Os juros futuros no Brasil fecharam em baixa nesta sessão, refletindo uma combinação de fatores externos e internos. A redução do risco global, a queda nos preços do petróleo e os dados fracos da indústria brasileira pressionaram as taxas para baixo, conforme relato do mercado financeiro.
Impacto do cenário externo
O apetite por risco nos mercados internacionais melhorou, o que reduziu a demanda por proteção e contribuiu para a queda das taxas futuras no país. A desvalorização do petróleo também influenciou, aliviando pressões inflacionárias e abrindo espaço para cortes adicionais na Selic.
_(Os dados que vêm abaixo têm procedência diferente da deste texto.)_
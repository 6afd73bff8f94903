use fixedbitset::FixedBitSet;

use crate::error::{EcsError, EcsResult};

/// Raw entity id as stored in the [`EntityId`](crate::EntityId) component.
pub type Entity = u32;

/// Allocates and recycles entity ids below a fixed capacity.
///
/// Freed ids are handed out again, lowest first, before fresh ones. A
/// recycled id names a new entity; it carries no link to the old one.
pub struct EntityAllocator {
    capacity: usize,
    alive: FixedBitSet,
    free_list: Vec<Entity>,
    next_fresh: Entity,
    len: usize,
}

impl EntityAllocator {
    pub fn with_capacity(capacity: usize) -> Self {
        Self {
            capacity,
            alive: FixedBitSet::with_capacity(capacity),
            free_list: Vec::new(),
            next_fresh: 0,
            len: 0,
        }
    }

    /// Allocate `num` ids, all or nothing.
    pub fn allocate(&mut self, num: usize) -> EcsResult<Vec<Entity>> {
        if num > self.capacity - self.len {
            return Err(EcsError::CapacityExceeded {
                component: "entity",
                requested: num,
                live: self.len,
                capacity: self.capacity,
            });
        }
        let mut entities = Vec::with_capacity(num);
        for _ in 0..num {
            let entity = match self.free_list.pop() {
                Some(entity) => entity,
                None => {
                    let entity = self.next_fresh;
                    self.next_fresh += 1;
                    entity
                }
            };
            self.alive.insert(entity as usize);
            entities.push(entity);
        }
        self.len += num;
        Ok(entities)
    }

    /// Free an id. Returns `true` if it was alive.
    pub fn deallocate(&mut self, entity: Entity) -> bool {
        if !self.is_alive(entity) {
            return false;
        }
        self.alive.set(entity as usize, false);
        // Keep the list sorted highest first so `pop` yields the lowest id.
        let position = self
            .free_list
            .partition_point(|&free| free > entity);
        self.free_list.insert(position, entity);
        self.len -= 1;
        true
    }

    /// Check if an entity is currently alive.
    pub fn is_alive(&self, entity: Entity) -> bool {
        (entity as usize) < self.capacity && self.alive.contains(entity as usize)
    }

    /// Number of currently alive entities.
    pub fn len(&self) -> usize {
        self.len
    }

    /// Whether there are no alive entities.
    pub fn is_empty(&self) -> bool {
        self.len == 0
    }

    pub fn capacity(&self) -> usize {
        self.capacity
    }

    /// Room for more entities.
    pub fn remaining(&self) -> usize {
        self.capacity - self.len
    }
}
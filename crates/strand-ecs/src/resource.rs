use std::any::{type_name, Any, TypeId};
use std::collections::HashMap;
use std::ops::{Deref, DerefMut};
use std::sync::Arc;

use parking_lot::lock_api::ArcRwLockWriteGuard;
use parking_lot::{RawRwLock, RwLock};

use crate::error::{EcsError, EcsResult};
use crate::system::{ParamBinding, SystemBuilder, SystemParam};
use crate::world::World;

/// Type-map storage for singleton resources.
///
/// Each resource sits behind its own lock, so a system can hold one
/// resource while another system (or the app) holds a different one.
pub struct Resources {
    map: HashMap<TypeId, Arc<dyn Any + Send + Sync>>,
}

impl Resources {
    pub fn new() -> Self {
        Self {
            map: HashMap::new(),
        }
    }

    /// Insert a resource, replacing any previous value of the same type.
    pub fn insert<T: 'static + Send + Sync>(&mut self, value: T) {
        self.map
            .insert(TypeId::of::<T>(), Arc::new(RwLock::new(value)));
    }

    /// Check whether a resource of this type exists.
    pub fn contains<T: 'static + Send + Sync>(&self) -> bool {
        self.map.contains_key(&TypeId::of::<T>())
    }

    pub(crate) fn contains_raw(&self, type_id: TypeId) -> bool {
        self.map.contains_key(&type_id)
    }

    /// Remove a resource, returning it if it existed and nothing still
    /// borrows it.
    pub fn remove<T: 'static + Send + Sync>(&mut self) -> Option<T> {
        let cell = self.map.remove(&TypeId::of::<T>())?;
        let cell = cell.downcast::<RwLock<T>>().ok()?;
        Arc::try_unwrap(cell).ok().map(RwLock::into_inner)
    }

    /// Exclusive access to a resource.
    pub fn borrow_mut<T: 'static + Send + Sync>(&self) -> EcsResult<Res<T>> {
        let cell = self
            .map
            .get(&TypeId::of::<T>())
            .cloned()
            .and_then(|cell| cell.downcast::<RwLock<T>>().ok())
            .ok_or(EcsError::MissingResource(type_name::<T>()))?;
        let guard = cell
            .try_write_arc()
            .ok_or(EcsError::ResourceBorrowed(type_name::<T>()))?;
        Ok(Res { guard })
    }

    pub fn len(&self) -> usize {
        self.map.len()
    }

    pub fn is_empty(&self) -> bool {
        self.map.is_empty()
    }
}

impl Default for Resources {
    fn default() -> Self {
        Self::new()
    }
}

/// Exclusive handle to a resource of type `T`.
///
/// Usable as a system parameter; the resource must be added before the
/// system is scheduled and may be requested at most once per system.
pub struct Res<T: 'static> {
    guard: ArcRwLockWriteGuard<RawRwLock, T>,
}

impl<T: 'static> Deref for Res<T> {
    type Target = T;

    fn deref(&self) -> &T {
        &self.guard
    }
}

impl<T: 'static> DerefMut for Res<T> {
    fn deref_mut(&mut self) -> &mut T {
        &mut self.guard
    }
}

impl<T: 'static + Send + Sync> SystemParam for Res<T> {
    fn bind(builder: &mut SystemBuilder<'_>) -> EcsResult<ParamBinding> {
        let type_id = TypeId::of::<T>();
        let name = type_name::<T>();
        if !builder.world().has_resource_raw(type_id) {
            return Err(builder.signature_error(format!("resource `{name}` has not been added")));
        }
        builder.claim_resource(type_id, name)?;
        Ok(ParamBinding::Resource(type_id))
    }

    fn fetch(world: &World, binding: &ParamBinding) -> EcsResult<Self> {
        match binding {
            ParamBinding::Resource(_) => world.resource::<T>(),
            _ => Err(EcsError::SystemNotInitialized(type_name::<Self>().to_string())),
        }
    }
}

#[cfg(test)]
mod tests {
    use super::*;

    #[test]
    fn insert_and_borrow() {
        let mut res = Resources::new();
        res.insert(42u32);
        res.insert("hello".to_string());
        assert_eq!(*res.borrow_mut::<u32>().unwrap(), 42);
        assert_eq!(res.borrow_mut::<String>().unwrap().as_str(), "hello");
        assert_eq!(res.len(), 2);
    }

    #[test]
    fn replace() {
        let mut res = Resources::new();
        res.insert(1u32);
        res.insert(2u32);
        assert_eq!(*res.borrow_mut::<u32>().unwrap(), 2);
    }

    #[test]
    fn mutate() {
        let mut res = Resources::new();
        res.insert(vec![1, 2, 3]);
        res.borrow_mut::<Vec<i32>>().unwrap().push(4);
        assert_eq!(res.borrow_mut::<Vec<i32>>().unwrap().len(), 4);
    }

    #[test]
    fn second_borrow_is_refused() {
        let mut res = Resources::new();
        res.insert(0u8);
        let held = res.borrow_mut::<u8>().unwrap();
        assert!(matches!(
            res.borrow_mut::<u8>(),
            Err(EcsError::ResourceBorrowed("u8"))
        ));
        drop(held);
        assert!(res.borrow_mut::<u8>().is_ok());
    }

    #[test]
    fn missing_resource() {
        let res = Resources::new();
        assert!(matches!(
            res.borrow_mut::<u64>(),
            Err(EcsError::MissingResource("u64"))
        ));
    }

    #[test]
    fn remove_resource() {
        let mut res = Resources::new();
        res.insert(99u32);
        assert_eq!(res.remove::<u32>(), Some(99));
        assert!(!res.contains::<u32>());
    }
}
Dados domésticos reforçam tendência
Os números da produção industrial brasileira vieram abaixo das expectativas, reforçando a percepção de desaceleração econômica. Isso ampliou o movimento de baixa nos juros, já que investidores passaram a precificar maior probabilidade de afrouxamento monetário pelo Banco Central.
Reação do mercado
Segundo analistas, a combinação de fatores externos favoráveis e o fraco desempenho da indústria local criou um cenário propício para a queda das taxas. O movimento foi generalizado, com contratos de diferentes vencimentos registrando recuos.
Especialistas destacam que, apesar da melhora, o mercado permanece atento à trajetória fiscal e às decisões do Copom. A expectativa é de que novos dados econômicos possam influenciar os próximos passos da política monetária.